Draw mode local edits

Component and wiring workflow

• Drag to prompt — drag a component from the workspace browser into the AI prompt to create a component reference chip.
• Drag to Wiring Simulator — drop a component into the wiring viewport to create a recognized wiring part with pins.
• Profile / source — right-click a component and choose Profile / source to identify an imported STEP/GLB part, collect specs, and seed datasheets or pinout data.
• Driver picker — if a motor needs a driver, the simulator can prompt for a compatible driver board and import/source the supporting STEP file.
• Validation — stepper coil inputs, Arduino control pins, power rails, and driver outputs are checked before simulation.

AI cost analytics

Open the account/profile menu and choose View analytics. The popup is wide enough for chart comparison and includes quick buttons plus a prompt-style chart builder.

Quick start

cd Render3D
python3 -m venv .venv
source .venv/bin/activate
pip install -r requirements.txt
cp .env.example .env
# Edit .env and set OPENAI_API_KEY
python run.py

Open http://127.0.0.1:8001 (default port; set PORT in .env if needed).

Viewer controls

Configuration

Skills Library

Render3D ships agent skills from text-to-cad under backend/skills/. Enable skills on the Skills Library page; active skills appear as @skill:cad chips in Studio and are sent with each prompt.
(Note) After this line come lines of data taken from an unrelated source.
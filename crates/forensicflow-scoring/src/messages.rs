//! Batch message types for the scoring kernel.

use crate::types::{Detections, ScoreBoard};
use forensicflow_graph::graph::TransactionGraph;
use serde::{Deserialize, Serialize};
use std::sync::Arc;

/// Scoring input.
#[derive(Debug, Clone)]
pub struct ScoringInput {
    /// The transfer graph the detections were made on.
    pub graph: Arc<TransactionGraph>,
    /// Detector findings.
    pub detections: Detections,
}

impl ScoringInput {
    /// Create a new scoring input.
    pub fn new(graph: Arc<TransactionGraph>, detections: Detections) -> Self {
        Self { graph, detections }
    }
}

/// Scoring output.
#[derive(Debug, Clone, Serialize, Deserialize)]
pub struct ScoringOutput {
    /// Account scores and rings.
    pub board: ScoreBoard,
    /// Computation time in microseconds.
    pub compute_time_us: u64,
}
• GET /api/skills — List installed skills (tools, references, provenance)
• GET /api/skills/{id} — Full SKILL.md content
• GET /api/skills/{id}/tools — Python CLI tools for a skill

API

• GET /api/health — Status and model
• GET /api/projects — List saved projects
• POST /api/projects — Create project
• POST /api/projects/{id}/upload — Upload CAD file
• POST /api/projects/{id}/prompt — AI generate geometry
• POST /api/projects/{id}/generation/cancel — Stop an in-flight generation
• POST /api/projects/{id}/files/{name}/transform — Apply transform
• POST /api/projects/{id}/files/{name}/paint — Paint an object or selected face
• POST /api/projects/{id}/files/{name}/draw-hole — Draw selected-face holes and hole patterns
• POST /api/projects/{id}/files/{name}/draw-route — Draw ducts or wire loops along a line-tool path
• POST /api/projects/{id}/files/{name}/mesh-cleanup — Topology checkup, repair, and selection smoothing
• GET /api/projects/{id}/timeline — Edit history timeline
• GET /api/projects/{id}/prompt-history — Past prompts
• GET /api/user/ai-costs — Cost, token, project, user, and prompt analytics

Security

Never commit .env or API keys. If a key was shared in chat or logs, rotate it in the OpenAI dashboard.